His work at Southern with the quarterbacks has been excellent. Former Jaguar quarterback Austin Howard enjoyed his best season as a Jag in 2016, throwing for 29 touchdowns to just eight interceptions, averaging 13.8 yards per completion.
This past season, he helped develop Ladarius Skelton into one of the most dangerous dual-threat quarterbacks in the FCS. Skelton tossed 10 touchdowns to only two interceptions, and ran for another eight with 530 yards rushing in only six games.
Quarterbacks under Leone have seen a spike in efficiency, which, in conjunction with the great work by offensive coordinator Chennis Berry, has made the Jaguar offense one of the more effective in the SWAC.
Pat White | QB Coach, Alcorn State
White should be recognized as much for his offensive innovation as he was as a great college quarterback. You can pretty much credit him for spearheading the RPO revolution we’re seeing now in college football.
During his career, he was named Big East Player of the Year twice and finished with a 42-9 record as the starting quarterback. White accounted for over 100 touchdowns and over 10,500 yards from scrimmage in his career.
Last season was his first as the quarterbacks coach for Alcorn State, and his impact on the position was immediate. The Braves' junior quarterback Noah Johnson became a finalist for the HBCU Player of the Year Award, Walter Payton Award, and C Spire Conerly Trophy, which is given to the top college player in the state of Mississippi.
Where White made the most impact was in Johnson’s efficiency. He was able to inject situational aggressiveness, which allowed him to take calculated risks on when and/or where to run and when and/or where to stay patient in the pocket.
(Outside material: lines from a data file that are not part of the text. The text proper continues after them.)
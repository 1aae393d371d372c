use std::sync::{Arc, Mutex};
use std::time::{Duration, Instant};

use tokio::sync::watch;
use tokio::time::{self, MissedTickBehavior};

use crate::game::GameStatus;
use crate::monitoring::PerformanceMonitor;
use crate::notify::GameNotifier;
use crate::persistence::{GameRepository, Persistence, PersistenceError};

/// Re-announces open games that are waiting on a robot. Whatever drives the
/// robots listens for game updates; if it missed one, the game stalls until
/// the next sweep. The job never changes a game.
pub struct RobotRecoveryJob<D: Persistence> {
    store: Arc<D>,
    notifier: Arc<dyn GameNotifier>,
    monitor: Arc<dyn PerformanceMonitor>,
    last_run: Mutex<Option<Instant>>,
}

impl<D: Persistence> RobotRecoveryJob<D> {
    pub fn new(
        store: Arc<D>,
        notifier: Arc<dyn GameNotifier>,
        monitor: Arc<dyn PerformanceMonitor>,
    ) -> Self {
        Self {
            store,
            notifier,
            monitor,
            last_run: Mutex::new(None),
        }
    }

    /// When the last sweep finished, if any has.
    pub fn last_run(&self) -> Option<Instant> {
        self.last_run.lock().ok().and_then(|t| *t)
    }

    /// Notify every open game whose next mover is a robot. Returns how many
    /// games were signalled.
    pub async fn sweep(&self) -> Result<usize, PersistenceError> {
        let started = Instant::now();
        let open = self.store.games().find_all_by_status(GameStatus::Open).await?;

        let mut signalled = 0;
        for game in open.iter().filter(|g| g.is_robot_turn()) {
            tracing::debug!(game_id = ?game.id(), robot = %game.next_player(), "Re-signalling robot game");
            self.notifier.notify_game_updated(game);
            signalled += 1;
        }

        let elapsed = started.elapsed();
        self.monitor
            .register("robot_recovery", "sweep", signalled as u64, "game", elapsed);
        if let Ok(mut last) = self.last_run.lock() {
            *last = Some(Instant::now());
        }
        tracing::info!(open = open.len(), signalled, "Robot recovery sweep finished");
        Ok(signalled)
    }

    /// Sweep after `initial_delay`, then every `interval`, until `shutdown`
    /// turns true or its sender goes away.
    pub async fn run(
        &self,
        initial_delay: Duration,
        interval: Duration,
        mut shutdown: watch::Receiver<bool>,
    ) {
        tracing::info!(
            delay_secs = initial_delay.as_secs(),
            interval_secs = interval.as_secs(),
            "Robot recovery job started"
        );
        let mut ticker = time::interval_at(time::Instant::now() + initial_delay, interval);
        ticker.set_missed_tick_behavior(MissedTickBehavior::Skip);

        loop {
            tokio::select! {
                _ = ticker.tick() => {
                    if let Err(e) = self.sweep().await {
                        tracing::warn!("Robot recovery sweep failed: {}", e);
                    }
                }
                changed = shutdown.changed() => {
                    if changed.is_err() || *shutdown.borrow() {
                        break;
                    }
                }
            }
        }
        tracing::info!("Robot recovery job stopped");
    }
}

#[cfg(test)]
mod tests {
    use super::*;
    use crate::game::ChessGame;
    use crate::monitoring::LoggingMonitor;
    use crate::notify::BroadcastNotifier;
    use crate::persistence::sqlite::{Database, SqlitePersistence};
    use crate::player::PlayerFactory;

    async fn setup() -> (Arc<SqlitePersistence>, Arc<BroadcastNotifier>, Arc<LoggingMonitor>) {
        let db = Database::new_in_memory().await.unwrap();
        let store = Arc::new(SqlitePersistence::new(&db));
        let factory = PlayerFactory::new(store.clone());
        let anna = factory.register_human("Anna").await.unwrap();
        let boris = factory.register_human("Boris").await.unwrap();
        let robot = factory.register_robot("Deep Thinker", "stockfish").await.unwrap();

        // robot to move
        let waiting = ChessGame::new(robot.clone(), anna.clone()).unwrap();
        store.games().save_game(&waiting).await.unwrap();
        // human to move after the robot's reply
        let mut replied = ChessGame::new(anna.clone(), robot.clone()).unwrap();
        replied.play(anna.id, "e4").unwrap();
        replied.play(robot.id, "e5").unwrap();
        store.games().save_game(&replied).await.unwrap();
        // robot to move but the game is over
        let mut over = ChessGame::new(robot.clone(), boris.clone()).unwrap();
        over.resign(robot.id).unwrap();
        store.games().save_game(&over).await.unwrap();
        // no robot at all
        store
            .games()
            .save_game(&ChessGame::new(anna, boris).unwrap())
            .await
            .unwrap();

        (
            store,
            Arc::new(BroadcastNotifier::default()),
            Arc::new(LoggingMonitor::new()),
        )
    }

    #[tokio::test]
    async fn test_sweep_signals_only_stalled_robot_games() {
        let (store, notifier, monitor) = setup().await;
        let mut updates = notifier.subscribe();
        let job = RobotRecoveryJob::new(store, notifier, monitor.clone());
        assert!(job.last_run().is_none());

        assert_eq!(job.sweep().await.unwrap(), 1);
        let update = updates.try_recv().unwrap();
        assert!(update.robot_to_move);
        assert_eq!(update.ply, 0);
        assert!(updates.try_recv().is_err());

        assert!(job.last_run().is_some());
        assert_eq!(monitor.totals("robot_recovery", "sweep").count, 1);
    }

    #[tokio::test]
    async fn test_run_stops_on_shutdown() {
        let (store, notifier, monitor) = setup().await;
        let mut updates = notifier.subscribe();
        let job = Arc::new(RobotRecoveryJob::new(store, notifier, monitor));
        let (stop_tx, stop_rx) = watch::channel(false);

        let runner = {
            let job = job.clone();
            tokio::spawn(async move {
                job.run(Duration::ZERO, Duration::from_secs(3600), stop_rx)
                    .await
            })
        };

        let update = time::timeout(Duration::from_secs(5), updates.recv())
            .await
            .unwrap()
            .unwrap();
        assert!(update.robot_to_move);

        stop_tx.send(true).unwrap();
        time::timeout(Duration::from_secs(5), runner)
            .await
            .unwrap()
            .unwrap();
        assert!(job.last_run().is_some());
    }
}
His tutelage helped the Braves quarterback lead his team to a SWAC title and a birth into the Celebration Bowl.
The impact these coaches have had on their programs and quarterbacks have been outstanding. And it shouldn’t be long before we start to see some of the quarterbacks they’ve developed turn into NFL Draft picks.
It also shouldn’t be long before we start to hear these names being talked about as potential head coaching candidates as a result of the knack they've shown for developing players at the most important position in sports.
In HBCU football, the quarterback position, particularly from a developmental standpoint, is in great hands.